PROBLEM:
Every line below from the one containing "filename tests/common/mod.rs" through the one containing "paragraph per line." must be transcribed exactly. Omit all lines outside that stretch.

DATA RECORDS below:

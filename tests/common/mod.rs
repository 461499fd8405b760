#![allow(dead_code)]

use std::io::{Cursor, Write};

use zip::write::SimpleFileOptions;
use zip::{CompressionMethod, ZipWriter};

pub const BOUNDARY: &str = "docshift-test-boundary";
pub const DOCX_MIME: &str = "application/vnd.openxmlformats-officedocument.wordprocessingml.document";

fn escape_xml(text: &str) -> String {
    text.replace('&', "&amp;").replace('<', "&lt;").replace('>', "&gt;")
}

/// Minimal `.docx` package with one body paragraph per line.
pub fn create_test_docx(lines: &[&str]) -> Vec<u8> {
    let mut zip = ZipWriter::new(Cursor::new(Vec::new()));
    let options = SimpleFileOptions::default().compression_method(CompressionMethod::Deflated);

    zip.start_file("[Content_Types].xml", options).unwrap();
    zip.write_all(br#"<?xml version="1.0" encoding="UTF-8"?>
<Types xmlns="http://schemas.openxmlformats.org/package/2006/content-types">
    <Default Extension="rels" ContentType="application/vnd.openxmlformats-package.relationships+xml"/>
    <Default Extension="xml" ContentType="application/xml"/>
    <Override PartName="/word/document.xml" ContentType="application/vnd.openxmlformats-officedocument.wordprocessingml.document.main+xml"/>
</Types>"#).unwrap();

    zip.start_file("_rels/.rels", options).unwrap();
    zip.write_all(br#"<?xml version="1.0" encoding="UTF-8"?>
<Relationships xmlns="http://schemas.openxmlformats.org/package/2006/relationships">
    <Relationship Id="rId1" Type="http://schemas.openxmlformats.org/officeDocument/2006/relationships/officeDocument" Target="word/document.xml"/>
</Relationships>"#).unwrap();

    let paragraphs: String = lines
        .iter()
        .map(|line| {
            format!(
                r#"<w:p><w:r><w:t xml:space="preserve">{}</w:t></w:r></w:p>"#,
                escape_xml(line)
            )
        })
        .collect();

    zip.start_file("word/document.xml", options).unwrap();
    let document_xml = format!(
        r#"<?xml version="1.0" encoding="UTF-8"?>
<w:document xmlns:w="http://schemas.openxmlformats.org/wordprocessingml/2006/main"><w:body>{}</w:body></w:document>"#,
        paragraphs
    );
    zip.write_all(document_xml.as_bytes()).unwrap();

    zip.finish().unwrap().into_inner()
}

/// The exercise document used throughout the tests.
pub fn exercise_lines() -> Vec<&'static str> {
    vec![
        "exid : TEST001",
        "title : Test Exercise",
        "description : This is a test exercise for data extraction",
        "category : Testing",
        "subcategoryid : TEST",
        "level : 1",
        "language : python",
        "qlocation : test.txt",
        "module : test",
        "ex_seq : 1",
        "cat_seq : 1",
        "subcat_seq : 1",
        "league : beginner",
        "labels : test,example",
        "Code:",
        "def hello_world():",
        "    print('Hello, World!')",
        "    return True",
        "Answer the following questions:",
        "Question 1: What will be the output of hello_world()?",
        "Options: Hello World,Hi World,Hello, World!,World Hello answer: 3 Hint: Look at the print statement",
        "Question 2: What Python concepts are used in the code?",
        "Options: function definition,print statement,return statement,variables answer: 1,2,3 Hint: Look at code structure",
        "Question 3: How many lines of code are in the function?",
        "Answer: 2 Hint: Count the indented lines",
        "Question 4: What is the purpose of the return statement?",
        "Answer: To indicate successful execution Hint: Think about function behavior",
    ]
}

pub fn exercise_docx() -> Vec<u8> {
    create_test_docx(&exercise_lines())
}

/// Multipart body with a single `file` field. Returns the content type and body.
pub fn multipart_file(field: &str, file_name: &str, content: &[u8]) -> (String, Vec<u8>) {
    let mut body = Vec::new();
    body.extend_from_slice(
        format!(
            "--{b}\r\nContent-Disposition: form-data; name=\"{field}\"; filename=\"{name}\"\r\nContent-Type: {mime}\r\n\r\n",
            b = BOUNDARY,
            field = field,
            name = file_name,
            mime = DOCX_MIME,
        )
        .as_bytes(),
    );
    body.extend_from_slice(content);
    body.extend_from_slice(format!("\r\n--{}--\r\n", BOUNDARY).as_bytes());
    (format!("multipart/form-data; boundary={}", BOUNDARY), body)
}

End of DATA RECORDS.
DATA RECORDS below:

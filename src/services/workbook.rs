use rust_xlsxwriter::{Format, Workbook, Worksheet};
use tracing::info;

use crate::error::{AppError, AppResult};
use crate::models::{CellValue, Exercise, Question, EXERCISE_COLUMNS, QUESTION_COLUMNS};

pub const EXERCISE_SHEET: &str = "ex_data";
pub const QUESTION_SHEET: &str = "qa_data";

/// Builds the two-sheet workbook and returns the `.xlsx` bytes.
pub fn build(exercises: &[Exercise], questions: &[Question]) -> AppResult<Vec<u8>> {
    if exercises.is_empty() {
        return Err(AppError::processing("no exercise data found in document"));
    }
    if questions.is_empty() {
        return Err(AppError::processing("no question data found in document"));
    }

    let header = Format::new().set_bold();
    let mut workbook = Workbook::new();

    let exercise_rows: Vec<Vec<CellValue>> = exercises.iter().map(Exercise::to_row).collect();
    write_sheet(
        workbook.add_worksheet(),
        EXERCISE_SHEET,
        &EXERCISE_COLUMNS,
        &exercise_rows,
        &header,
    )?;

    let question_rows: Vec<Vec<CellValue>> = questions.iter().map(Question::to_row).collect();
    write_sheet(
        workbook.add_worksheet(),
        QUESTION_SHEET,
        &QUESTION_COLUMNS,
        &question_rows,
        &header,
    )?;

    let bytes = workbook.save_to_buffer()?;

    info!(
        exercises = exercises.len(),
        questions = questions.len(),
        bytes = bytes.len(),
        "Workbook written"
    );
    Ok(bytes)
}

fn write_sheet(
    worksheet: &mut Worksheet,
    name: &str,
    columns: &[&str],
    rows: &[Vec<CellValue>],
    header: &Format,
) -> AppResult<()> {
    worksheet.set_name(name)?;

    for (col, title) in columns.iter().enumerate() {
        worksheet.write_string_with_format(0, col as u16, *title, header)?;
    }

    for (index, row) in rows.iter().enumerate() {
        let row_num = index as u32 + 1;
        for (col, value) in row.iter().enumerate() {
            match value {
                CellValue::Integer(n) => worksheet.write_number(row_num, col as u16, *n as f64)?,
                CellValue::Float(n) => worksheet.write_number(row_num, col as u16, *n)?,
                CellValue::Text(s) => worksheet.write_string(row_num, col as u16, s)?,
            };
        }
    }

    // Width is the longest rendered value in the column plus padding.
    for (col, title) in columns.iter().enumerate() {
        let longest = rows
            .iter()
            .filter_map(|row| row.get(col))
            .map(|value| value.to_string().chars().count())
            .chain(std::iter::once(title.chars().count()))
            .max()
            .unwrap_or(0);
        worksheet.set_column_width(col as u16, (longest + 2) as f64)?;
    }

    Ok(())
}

End of DATA RECORDS.

EXERCISE RESULT:
filename tests/common/mod.rs
repository 461499fd8405b760
#![allow(dead_code)]

use std::io::{Cursor, Write};

use zip::write::SimpleFileOptions;
use zip::{CompressionMethod, ZipWriter};

pub const BOUNDARY: &str = "docshift-test-boundary";
pub const DOCX_MIME: &str = "application/vnd.openxmlformats-officedocument.wordprocessingml.document";

fn escape_xml(text: &str) -> String {
    text.replace('&', "&amp;").replace('<', "&lt;").replace('>', "&gt;")
}

/// Minimal `.docx` package with one body paragraph per line.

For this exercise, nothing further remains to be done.